use std::path::PathBuf;
use thiserror::Error;

/// Errors raised by the reconstruction, rigging and cleanup stages.
#[derive(Error, Debug)]
pub enum FacemeshError {
    #[error("I/O error: {0}")]
    Io(#[from] std::io::Error),

    #[error("JSON error: {0}")]
    Json(#[from] serde_json::Error),

    #[error("image error: {0}")]
    Image(#[from] image::ImageError),

    #[error("invalid input: {0}")]
    InvalidInput(String),

    #[error("unsupported image encoding: {0}")]
    UnsupportedEncoding(String),

    #[error("no face detected")]
    NoFaceDetected,

    #[error("expected {expected} landmarks, found {found}")]
    LandmarkCount { expected: usize, found: usize },

    #[error("OBJ format error at line {line}: {message}")]
    ObjFormat { line: usize, message: String },

    #[error("missing prerequisite: {0}")]
    MissingPrerequisite(String),

    #[error("environment not ready: {0}")]
    EnvironmentNotReady(String),

    #[error("degenerate face basis: {0} has zero length")]
    DegenerateBasis(&'static str),

    #[error("vertex index {index} out of range for mesh with {len} vertices")]
    VertexIndexOutOfRange { index: usize, len: usize },

    #[error("transform of '{0}' is not invertible")]
    NonInvertibleTransform(String),

    #[error("unknown face region '{0}'")]
    UnknownRegion(String),

    #[error("could not write capture array: {0}")]
    NpyExport(#[from] ndarray_npy::WriteNpyError),

    #[error("landmark model error: {0}")]
    Model(String),

    #[error("could not format output: {0}")]
    Format(#[from] std::fmt::Error),

    #[error("asset not found: {0:?}")]
    AssetNotFound(PathBuf),
}

pub type Result<T> = std::result::Result<T, FacemeshError>;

● **The task**
Restate the whole listing exactly.

● **Your response**
use std::path::PathBuf;
use thiserror::Error;

/// Errors raised by the reconstruction, rigging and cleanup stages.
#[derive(Error, Debug)]
pub enum FacemeshError {
    #[error("I/O error: {0}")]
    Io(#[from] std::io::Error),

    #[error("JSON error: {0}")]
    Json(#[from] serde_json::Error),

    #[error("image error: {0}")]
    Image(#[from] image::ImageError),

    #[error("invalid input: {0}")]
    InvalidInput(String),

    #[error("unsupported image encoding: {0}")]
    UnsupportedEncoding(String),

    #[error("no face detected")]
    NoFaceDetected,

    #[error("expected {expected} landmarks, found {found}")]
    LandmarkCount { expected: usize, found: usize },

    #[error("OBJ format error at line {line}: {message}")]
    ObjFormat { line: usize, message: String },

    #[error("missing prerequisite: {0}")]
    MissingPrerequisite(String),

    #[error("environment not ready: {0}")]
    EnvironmentNotReady(String),

    #[error("degenerate face basis: {0} has zero length")]
    DegenerateBasis(&'static str),

    #[error("vertex index {index} out of range for mesh with {len} vertices")]
    VertexIndexOutOfRange { index: usize, len: usize },

    #[error("transform of '{0}' is not invertible")]
    NonInvertibleTransform(String),

    #[error("unknown face region '{0}'")]
    UnknownRegion(String),

    #[error("could not write capture array: {0}")]
    NpyExport(#[from] ndarray_npy::WriteNpyError),

    #[error("landmark model error: {0}")]
    Model(String),

    #[error("could not format output: {0}")]
    Format(#[from] std::fmt::Error),

    #[error("asset not found: {0:?}")]
    AssetNotFound(PathBuf),
}

pub type Result<T> = std::result::Result<T, FacemeshError>;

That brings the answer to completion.